‘Code of conduct’ also could result in ban on treatments
WND News Center
Are you “non-woke,” not particularly politically correct and certainly not on board with the extreme ideology of contemporary America where men can simply say they are women and you are supposed to call them “Miss”?
One hospital system is kicking you to the curb.
A report at Just the News documents how Mass General Brigham, a “wealthy” health-care system in Massachusetts, is imposing a “code of conduct” on patients.
The code covers not only “verbal threats” and “vulgar words” but also threatens patients with action for “offensive comments about others’ race, accent, religion, gender, sexual orientation, or other personal traits.”
“Unwelcome words” are not allowed.
“MGB warns that it may ask [patients] to ‘make other plans for their care’ in response to some violations,” the report confirmed.
They also might be banned from any future care that is not an emergency.
The hospital declares, “Words or actions that are disrespectful, racist, discriminatory, hostile, or harassing are not welcome.”

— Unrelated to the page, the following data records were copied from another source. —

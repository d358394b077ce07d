//! Per-language line patterns for heuristic extraction.
//!
//! Import patterns capture `path`, function and class patterns capture
//! `name`. Every pattern is matched against a single source line.

use std::sync::LazyLock;

use regex::Regex;

use crate::analyzer::language::Language;

/// How a parameter name is picked out of one parameter declaration
#[derive(Debug, Clone, Copy, PartialEq, Eq)]
pub enum ParamStyle {
    /// `name: Type`, `label name: Type`, `name = default` (Rust, TS, Kotlin, Swift, Python)
    ColonTyped,
    /// `Type name`, `const char *name` (C family, Java, C#, PHP)
    TypeFirst,
    /// `name Type`, `a, b int` (Go)
    NameFirst,
}

/// `import (` ... `)` style grouped imports
pub struct ImportBlock {
    pub start: Regex,
    pub line: Regex,
    pub end: Regex,
}

#[derive(Debug, Clone, Copy)]
pub struct CommentStyle {
    pub line: &'static [&'static str],
    pub block: bool,
}

const C_COMMENTS: CommentStyle = CommentStyle {
    line: &["///", "//!", "//"],
    block: true,
};

const HASH_COMMENTS: CommentStyle = CommentStyle {
    line: &["#"],
    block: false,
};

const PHP_COMMENTS: CommentStyle = CommentStyle {
    line: &["//", "#"],
    block: true,
};

pub struct LanguagePatterns {
    pub imports: Vec<Regex>,
    pub import_block: Option<ImportBlock>,
    pub functions: Vec<Regex>,
    pub classes: Vec<Regex>,
    pub param_style: ParamStyle,
    pub comments: CommentStyle,
    /// Characters that open a string literal inside a parameter list
    pub quotes: &'static str,
}

fn compile(patterns: &[&str]) -> Vec<Regex> {
    patterns
        .iter()
        .map(|p| Regex::new(p).expect("valid heuristic pattern"))
        .collect()
}

fn table(
    imports: &[&str],
    functions: &[&str],
    classes: &[&str],
    param_style: ParamStyle,
    comments: CommentStyle,
) -> LanguagePatterns {
    LanguagePatterns {
        imports: compile(imports),
        import_block: None,
        functions: compile(functions),
        classes: compile(classes),
        param_style,
        comments,
        quotes: "\"'`",
    }
}

const C_INCLUDE: &str = r#"^\s*#\s*include\s*[<"](?P<path>[^>"]+)[>"]"#;
const C_FUNCTION: &str = r"^\s*(?:[A-Za-z_]\w*[\s*&]+)+(?P<name>[A-Za-z_]\w*)\s*\([^;]*$";
const C_STRUCT: &str = r"^\s*(?:typedef\s+)?struct\s+(?P<name>[A-Za-z_]\w*)\s*\{?\s*$";

const CPP_FUNCTION: &str = r"^\s*(?:template\s*<[^>]*>\s*)?(?:[A-Za-z_][\w:]*(?:<[^;()]*>)?[\s*&]+)+(?:[A-Za-z_]\w*::)*(?P<name>~?[A-Za-z_]\w*)\s*\([^;]*$";
const CPP_QUALIFIED: &str = r"^\s*(?:[A-Za-z_]\w*::)+(?P<name>~?[A-Za-z_]\w*)\s*\([^;]*$";
const CPP_CLASS: &str = r"^\s*(?:template\s*<[^>]*>\s*)?(?:class|struct)\s+(?P<name>[A-Za-z_]\w*)(?:\s+final)?\s*(?::[^;{]*)?\{?\s*$";

const JS_IMPORTS: &[&str] = &[
    r#"^\s*import\s+(?:type\s+)?(?:[\w*{}\s,$]+\s+from\s+)?['"](?P<path>[^'"]+)['"]"#,
    r#"^\s*export\s+.*\bfrom\s+['"](?P<path>[^'"]+)['"]"#,
    r#"\brequire\s*\(\s*['"](?P<path>[^'"]+)['"]\s*\)"#,
];
const JS_FUNCTIONS: &[&str] = &[
    r"^\s*(?:export\s+)?(?:default\s+)?(?:async\s+)?function\s*\*?\s*(?P<name>[A-Za-z_$][\w$]*)\s*\(",
    r"^\s*(?:export\s+)?(?:const|let|var)\s+(?P<name>[A-Za-z_$][\w$]*)\s*=\s*(?:async\s+)?(?:function\b|\([^)]*\)\s*=>|[A-Za-z_$][\w$]*\s*=>)",
    r"^\s*(?:static\s+)?(?:async\s+)?(?:get\s+|set\s+)?(?P<name>[A-Za-z_$][\w$]*)\s*\([^)]*\)\s*\{",
];
const JS_CLASSES: &[&str] = &[r"^\s*(?:export\s+)?(?:default\s+)?class\s+(?P<name>[A-Za-z_$][\w$]*)"];

static JAVASCRIPT: LazyLock<LanguagePatterns> = LazyLock::new(|| {
    table(JS_IMPORTS, JS_FUNCTIONS, JS_CLASSES, ParamStyle::ColonTyped, C_COMMENTS)
});

static TYPESCRIPT: LazyLock<LanguagePatterns> = LazyLock::new(|| {
    table(
        JS_IMPORTS,
        &[
            JS_FUNCTIONS[0],
            JS_FUNCTIONS[1],
            r"^\s*(?:(?:public|private|protected|static|async|override|readonly|abstract)\s+)*(?P<name>[A-Za-z_$][\w$]*)\s*(?:<[^>]*>)?\s*\([^)]*\)\s*(?::\s*[^={;]+)?\{",
        ],
        &[
            r"^\s*(?:export\s+)?(?:default\s+)?(?:abstract\s+)?class\s+(?P<name>[A-Za-z_$][\w$]*)",
            r"^\s*(?:export\s+)?interface\s+(?P<name>[A-Za-z_$][\w$]*)",
        ],
        ParamStyle::ColonTyped,
        C_COMMENTS,
    )
});

static JAVA: LazyLock<LanguagePatterns> = LazyLock::new(|| {
    table(
        &[r"^\s*import\s+(?:static\s+)?(?P<path>[\w.]+(?:\.\*)?)\s*;"],
        &[r"^\s*(?:@\w+(?:\([^)]*\))?\s+)*(?:[\w<>\[\].,?]+\s+)+(?P<name>[A-Za-z_$][\w$]*)\s*\([^;]*$"],
        &[r"^\s*(?:(?:public|protected|private|static|abstract|final|sealed|non-sealed|strictfp)\s+)*(?:class|interface|enum|record|@interface)\s+(?P<name>[A-Za-z_$][\w$]*)"],
        ParamStyle::TypeFirst,
        C_COMMENTS,
    )
});

static KOTLIN: LazyLock<LanguagePatterns> = LazyLock::new(|| {
    table(
        &[r"^\s*import\s+(?P<path>[\w.]+)"],
        &[r"^\s*(?:(?:public|private|protected|internal|override|open|abstract|final|suspend|inline|operator|infix|tailrec|external)\s+)*fun\s+(?:<[^>]*>\s*)?(?:[\w.]+\.)?(?P<name>[A-Za-z_]\w*)\s*\("],
        &[r"^\s*(?:(?:public|private|protected|internal|open|abstract|sealed|data|enum|inner|annotation|value)\s+)*(?:class|interface|object)\s+(?P<name>[A-Za-z_]\w*)"],
        ParamStyle::ColonTyped,
        C_COMMENTS,
    )
});

static SCALA: LazyLock<LanguagePatterns> = LazyLock::new(|| {
    table(
        &[r"^\s*import\s+(?P<path>[\w.]+)"],
        &[r"^\s*(?:(?:override|private|protected|final|implicit|inline)\s+)*def\s+(?P<name>[A-Za-z_]\w*)"],
        &[r"^\s*(?:(?:abstract|final|sealed|case|implicit|private|protected)\s+)*(?:class|trait|object)\s+(?P<name>[A-Za-z_]\w*)"],
        ParamStyle::ColonTyped,
        C_COMMENTS,
    )
});

static C: LazyLock<LanguagePatterns> = LazyLock::new(|| {
    table(
        &[C_INCLUDE],
        &[C_FUNCTION],
        &[C_STRUCT],
        ParamStyle::TypeFirst,
        C_COMMENTS,
    )
});

static CPP: LazyLock<LanguagePatterns> = LazyLock::new(|| {
    table(
        &[C_INCLUDE],
        &[CPP_FUNCTION, CPP_QUALIFIED],
        &[CPP_CLASS],
        ParamStyle::TypeFirst,
        C_COMMENTS,
    )
});

static OBJECTIVE_C: LazyLock<LanguagePatterns> = LazyLock::new(|| {
    table(
        &[
            r#"^\s*#\s*(?:import|include)\s*[<"](?P<path>[^>"]+)[>"]"#,
            r"^\s*@import\s+(?P<path>[\w.]+)",
        ],
        &[r"^\s*[-+]\s*\([^)]*\)\s*(?P<name>[A-Za-z_]\w*)", C_FUNCTION],
        &[r"^\s*@(?:interface|implementation|protocol)\s+(?P<name>[A-Za-z_]\w*)", C_STRUCT],
        ParamStyle::TypeFirst,
        C_COMMENTS,
    )
});

static OBJECTIVE_CPP: LazyLock<LanguagePatterns> = LazyLock::new(|| {
    table(
        &[
            r#"^\s*#\s*(?:import|include)\s*[<"](?P<path>[^>"]+)[>"]"#,
            r"^\s*@import\s+(?P<path>[\w.]+)",
        ],
        &[
            r"^\s*[-+]\s*\([^)]*\)\s*(?P<name>[A-Za-z_]\w*)",
            CPP_FUNCTION,
            CPP_QUALIFIED,
        ],
        &[r"^\s*@(?:interface|implementation|protocol)\s+(?P<name>[A-Za-z_]\w*)", CPP_CLASS],
        ParamStyle::TypeFirst,
        C_COMMENTS,
    )
});

static CSHARP: LazyLock<LanguagePatterns> = LazyLock::new(|| {
    table(
        &[r"^\s*(?:global\s+)?using\s+(?:static\s+)?(?P<path>[\w.]+)\s*;"],
        &[r"^\s*(?:\[[^\]]*\]\s*)*(?:[\w<>\[\].,?]+\s+)+(?P<name>[A-Za-z_]\w*)\s*(?:<[^>]*>)?\s*\([^;]*$"],
        &[r"^\s*(?:(?:public|private|protected|internal|static|abstract|sealed|partial|readonly|ref)\s+)*(?:class|struct|interface|record|enum)\s+(?P<name>[A-Za-z_]\w*)"],
        ParamStyle::TypeFirst,
        C_COMMENTS,
    )
});

static GO: LazyLock<LanguagePatterns> = LazyLock::new(|| {
    let mut patterns = table(
        &[r#"^\s*import\s+(?:[\w.]+\s+)?"(?P<path>[^"]+)""#],
        &[r"^\s*func\s+(?:\([^)]*\)\s*)?(?P<name>[A-Za-z_]\w*)\s*(?:\[[^\]]*\])?\s*\("],
        &[r"^\s*type\s+(?P<name>[A-Za-z_]\w*)(?:\[[^\]]*\])?\s+(?:struct|interface)\b"],
        ParamStyle::NameFirst,
        C_COMMENTS,
    );
    patterns.import_block = Some(ImportBlock {
        start: Regex::new(r"^\s*import\s*\(\s*$").expect("valid import block start"),
        line: Regex::new(r#"^\s*(?:[\w.]+\s+)?"(?P<path>[^"]+)""#).expect("valid import block line"),
        end: Regex::new(r"^\s*\)").expect("valid import block end"),
    });
    patterns
});

static RUST: LazyLock<LanguagePatterns> = LazyLock::new(|| {
    let mut patterns = table(
        &[
            r"^\s*(?:pub(?:\([^)]*\))?\s+)?use\s+(?:::)?(?P<path>[\w:]+)",
            r"^\s*extern\s+crate\s+(?P<path>\w+)",
        ],
        &[r#"^\s*(?:pub(?:\([^)]*\))?\s+)?(?:(?:const|async|unsafe|default|extern(?:\s+"[^"]*")?)\s+)*fn\s+(?P<name>[A-Za-z_]\w*)"#],
        &[r"^\s*(?:pub(?:\([^)]*\))?\s+)?(?:struct|enum|trait|union)\s+(?P<name>[A-Za-z_]\w*)"],
        ParamStyle::ColonTyped,
        C_COMMENTS,
    );
    // Lifetimes make `'` unusable as a string delimiter
    patterns.quotes = "\"";
    patterns
});

static SWIFT: LazyLock<LanguagePatterns> = LazyLock::new(|| {
    table(
        &[r"^\s*(?:@\w+\s+)?import\s+(?:(?:class|struct|enum|protocol|func|var|let|typealias)\s+)?(?P<path>[\w.]+)"],
        &[r"^\s*(?:@\w+\s+)*(?:(?:public|private|fileprivate|internal|open|static|class|override|final|mutating|nonmutating)\s+)*func\s+(?P<name>[A-Za-z_]\w*)"],
        &[r"^\s*(?:@\w+\s+)*(?:(?:public|private|fileprivate|internal|open|final)\s+)*(?:class|struct|enum|protocol|actor|extension)\s+(?P<name>[A-Za-z_]\w*)\s*(?:[:<{]|where\b|$)"],
        ParamStyle::ColonTyped,
        C_COMMENTS,
    )
});

static PHP: LazyLock<LanguagePatterns> = LazyLock::new(|| {
    table(
        &[
            r#"^\s*(?:require|include)(?:_once)?\s*\(?\s*['"](?P<path>[^'"]+)['"]"#,
            r"^\s*use\s+(?:function\s+|const\s+)?(?P<path>[\w\\]+)",
        ],
        &[r"^\s*(?:(?:public|private|protected|static|abstract|final)\s+)*function\s+&?(?P<name>[A-Za-z_]\w*)\s*\("],
        &[r"^\s*(?:(?:abstract|final|readonly)\s+)*(?:class|interface|trait|enum)\s+(?P<name>[A-Za-z_]\w*)"],
        ParamStyle::TypeFirst,
        PHP_COMMENTS,
    )
});

static RUBY: LazyLock<LanguagePatterns> = LazyLock::new(|| {
    table(
        &[r#"^\s*(?:require|require_relative|load)\s*\(?\s*['"](?P<path>[^'"]+)['"]"#],
        &[r"^\s*def\s+(?:self\.)?(?P<name>[A-Za-z_]\w*[?!=]?)"],
        &[r"^\s*(?:class|module)\s+(?P<name>[A-Z]\w*(?:::[A-Z]\w*)*)"],
        ParamStyle::ColonTyped,
        HASH_COMMENTS,
    )
});

static PYTHON: LazyLock<LanguagePatterns> = LazyLock::new(|| {
    table(
        &[
            r"^\s*import\s+(?P<path>[\w.]+)",
            r"^\s*from\s+(?P<path>[\w.]+)\s+import\b",
        ],
        &[r"^\s*(?:async\s+)?def\s+(?P<name>[A-Za-z_]\w*)\s*\("],
        &[r"^\s*class\s+(?P<name>[A-Za-z_]\w*)"],
        ParamStyle::ColonTyped,
        HASH_COMMENTS,
    )
});

static SHELL: LazyLock<LanguagePatterns> = LazyLock::new(|| {
    table(
        &[r#"^\s*(?:source|\.)\s+['"]?(?P<path>[^'"\s;]+)"#],
        &[
            r"^\s*function\s+(?P<name>[A-Za-z_][\w-]*)",
            r"^\s*(?P<name>[A-Za-z_][\w-]*)\s*\(\s*\)",
        ],
        &[],
        ParamStyle::NameFirst,
        HASH_COMMENTS,
    )
});

static POWERSHELL: LazyLock<LanguagePatterns> = LazyLock::new(|| {
    table(
        &[
            r"^\s*(?i:import-module)\s+(?P<path>[\w.\-\\/]+)",
            r"^\s*\.\s+(?P<path>\S+\.ps1)",
        ],
        &[r"^\s*(?i:function|filter)\s+(?P<name>[A-Za-z_][\w-]*)"],
        &[r"^\s*(?i:class)\s+(?P<name>[A-Za-z_]\w*)"],
        ParamStyle::TypeFirst,
        HASH_COMMENTS,
    )
});

static R: LazyLock<LanguagePatterns> = LazyLock::new(|| {
    table(
        &[
            r#"^\s*(?:library|require|requireNamespace)\s*\(\s*['"]?(?P<path>[\w.]+)['"]?"#,
            r#"^\s*source\s*\(\s*['"](?P<path>[^'"]+)['"]"#,
        ],
        &[r"^\s*(?P<name>[A-Za-z_.][\w.]*)\s*(?:<-|=)\s*function\s*\("],
        &[r#"^\s*(?:setClass|setRefClass|R6Class)\s*\(\s*['"](?P<name>[\w.]+)['"]"#],
        ParamStyle::ColonTyped,
        HASH_COMMENTS,
    )
});

/// Pattern table for a language, `None` for data and markup formats
pub fn patterns_for(language: Language) -> Option<&'static LanguagePatterns> {
    let patterns: &'static LanguagePatterns = match language {
        Language::JavaScript | Language::Vue => &JAVASCRIPT,
        Language::TypeScript => &TYPESCRIPT,
        Language::Java => &JAVA,
        Language::Kotlin => &KOTLIN,
        Language::Scala => &SCALA,
        Language::C => &C,
        Language::Cpp => &CPP,
        Language::ObjectiveC => &OBJECTIVE_C,
        Language::ObjectiveCpp => &OBJECTIVE_CPP,
        Language::CSharp => &CSHARP,
        Language::Go => &GO,
        Language::Rust => &RUST,
        Language::Swift => &SWIFT,
        Language::Php => &PHP,
        Language::Ruby => &RUBY,
        Language::Python => &PYTHON,
        Language::Shell | Language::Bash | Language::Zsh => &SHELL,
        Language::PowerShell => &POWERSHELL,
        Language::R => &R,
        Language::Html
        | Language::Css
        | Language::Scss
        | Language::Sql
        | Language::Xml
        | Language::Json
        | Language::Yaml
        | Language::Toml
        | Language::Markdown
        | Language::Unknown => return None,
    };
    Some(patterns)
}

/// Names that look like calls but are control flow
pub const RESERVED_KEYWORDS: &[&str] = &[
    "if", "for", "while", "switch", "case", "catch", "foreach", "elseif", "return", "sizeof",
    "else", "elif", "do", "until", "unless", "when", "with", "using", "lock", "synchronized",
    "function", "typeof", "defer", "guard",
];

/// First words that mark a statement rather than a declaration
pub const STATEMENT_WORDS: &[&str] = &[
    "return", "throw", "new", "else", "yield", "await", "goto", "delete", "echo", "print",
];

pub fn is_reserved(name: &str) -> bool {
    RESERVED_KEYWORDS.contains(&name)
}

/// Extensions stripped from the last import path segment
const IMPORT_EXTENSIONS: &[&str] = &[
    "h", "hh", "hpp", "hxx", "inl", "c", "cc", "cpp", "cxx", "m", "mm", "js", "mjs", "cjs", "jsx",
    "ts", "mts", "cts", "tsx", "vue", "py", "rb", "php", "sh", "bash", "zsh", "ps1", "psm1", "r",
    "go", "rs", "swift", "kt", "java", "cs", "scala",
];

/// Library name for an import path: the last `/`, `\` or `::` segment with a
/// known source or header extension removed
pub fn library_name(path: &str) -> Option<String> {
    let segment = path
        .trim()
        .split(['/', '\\'])
        .flat_map(|part| part.split("::"))
        .filter(|part| !part.is_empty())
        .last()?;

    let name = match segment.rsplit_once('.') {
        Some((stem, ext))
            if !stem.is_empty() && IMPORT_EXTENSIONS.iter().any(|e| e.eq_ignore_ascii_case(ext)) =>
        {
            stem
        }
        _ => segment,
    };

    let name = name.trim();
    if name.is_empty() || name == "." || name == ".." {
        None
    } else {
        Some(name.to_string())
    }
}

Just the News revealed that the code “gives no minimum number of violations before a patient would be kicked out or banned…”
The bull’s-eye is on a wide range of patients now, according to Do No Harm, an advocacy group that fights “wokism.”
The group warned failing to use preferred pronouns could be considered to be harassment and disputing the existence of systemic racism could, in fact, be determined to be “racist.”
“Do No Harm noted that one of MGB’s founding members and Harvard Med’s training hospital, Brigham and Women’s, launched a pilot last year that explicitly granted ‘preferential care based on race’ to redress past wrongs, even while acknowledging it might be illegal,” Just the News reported.
Officials, however, refused to reveal whether “misgendering,” or using a person’s legal name instead of a “transgender” identifier they have chosen, would count as a violation.
“The code of conduct is an internal framework that will be used to evaluate each potential incident,” spokesman Mark Murphy told Just the News by email.
“Patients who repeatedly act in disrespectful or discriminatory ways may be asked to make other arrangements for care,” he said. He said there could be considered “extenuating circumstances, such as emotional distress or severe pain.”